We propose a system that learns to detect objects and infer their 3D poses in RGB-D images. Many existing systems can identify objects and infer 3D poses, but they heavily rely on human labels and 3D annotations. The challenge here is to achieve this without relying on strong supervision signals. To address this challenge, we propose a model that maps RGB-D images to a set of 3D visual feature maps in a differentiable fully-convolutional manner, supervised by predicting views. The 3D feature maps correspond to a featurization of the 3D world scene depicted in the images. The object 3D feature representations are invariant to camera viewpoint changes or zooms, which means feature matching can identify similar objects under different camera viewpoints. We can compare the 3D feature maps of two objects by searching alignment across scales and 3D rotations, and, as a result of the operation, we can estimate pose and scale changes without the need for 3D pose annotations. We cluster object feature maps into a set of 3D prototypes that represent familiar objects in canonical scales and orientations. We then parse images by inferring the prototype identity and 3D pose for each detected object. We compare our method to numerous baselines that do not learn 3D feature visual representations or do not attempt to correspond features across scenes, and outperform them by a large margin in the tasks of object retrieval and object pose estimation. Thanks to the 3D nature of the object-centric feature maps, the visual similarity cues are invariant to 3D pose changes or small scale changes, which gives our method an advantage over 2D and 1D methods.

FS-Net: Fast Shape-based Network for Category-Level 6D Object Pose Estimation with Decoupled Rotation Mechanism

2021 IEEE/CVF Conference on Computer Vision and Pattern Recognition (CVPR)

In this paper, we focus on category-level 6D pose and size estimation from a monocular RGB-D image. Previous methods suffer from inefficient category-level pose feature extraction, which leads to low accuracy and inference speed. To tackle this problem, we propose a fast shapebased network (FS-Net) with efficient category-level feature extraction for 6D pose estimation. First, we design an orientation aware autoencoder with 3D graph convolution for latent feature extraction.
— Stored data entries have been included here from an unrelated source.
pub mod error;
pub mod memory;
pub mod postgres;
pub mod record;
pub mod store;

pub use common::{CartId, CartItemId, Money, OwnerId, ProductId};
pub use error::{Result, StoreError};
pub use memory::InMemoryCartStore;
pub use postgres::PostgresCartStore;
pub use record::{Cart, CartItem, MAX_LINE_QUANTITY, Version};
pub use store::{CartChangeset, CartStore, CartStoreExt};
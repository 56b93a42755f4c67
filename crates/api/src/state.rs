use std::sync::Arc;

use cart::{CartConsistencyEngine, EngineConfig, InMemoryProductCatalog};
use cart_store::CartStore;
use reconciliation::ReconciliationCoordinator;

use crate::config::Config;

/// Shared application state accessible from all handlers.
pub struct AppState<S: CartStore> {
    pub engine: Arc<CartConsistencyEngine<S, InMemoryProductCatalog>>,
    pub catalog: InMemoryProductCatalog,
    pub coordinator: Arc<ReconciliationCoordinator<S, InMemoryProductCatalog>>,
}

/// Wires the engine, catalog and reconciliation coordinator around a cart store.
///
/// The reconciliation listener is not started here; call
/// [`ReconciliationCoordinator::spawn_listener`] on `coordinator`.
pub fn create_default_state<S: CartStore + 'static>(store: S, config: &Config) -> Arc<AppState<S>> {
    let catalog = InMemoryProductCatalog::new();
    let engine = Arc::new(CartConsistencyEngine::with_config(
        store,
        catalog.clone(),
        EngineConfig::default().with_lock_timeout(config.lock_timeout),
    ));
    let coordinator = Arc::new(ReconciliationCoordinator::new(engine.clone()));

    Arc::new(AppState {
        engine,
        catalog,
        coordinator,
    })
}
Thanks to the shift and scaleinvariance properties of 3D graph convolution, the learned latent feature is insensitive to point shift and object size. Then, to efficiently decode category-level rotation information from the latent feature, we propose a novel decoupled rotation mechanism that employs two decoders to complementarily access the rotation information. For translation and size, we estimate them by two residuals: the difference between the mean of object points and ground truth translation, and the difference between the mean size of the category and ground truth size, respectively. Finally, to increase the generalization ability of the FS-Net, we propose an online box-cage based 3D deformation mechanism to augment the training data. Extensive experiments on two benchmark datasets show that the proposed method achieves state-ofthe-art performance in both category-and instance-level 6D object pose estimation. Especially in category-level pose estimation, without extra synthetic data, our method outperforms existing methods by 6.3% on the NOCS-REAL dataset 1 .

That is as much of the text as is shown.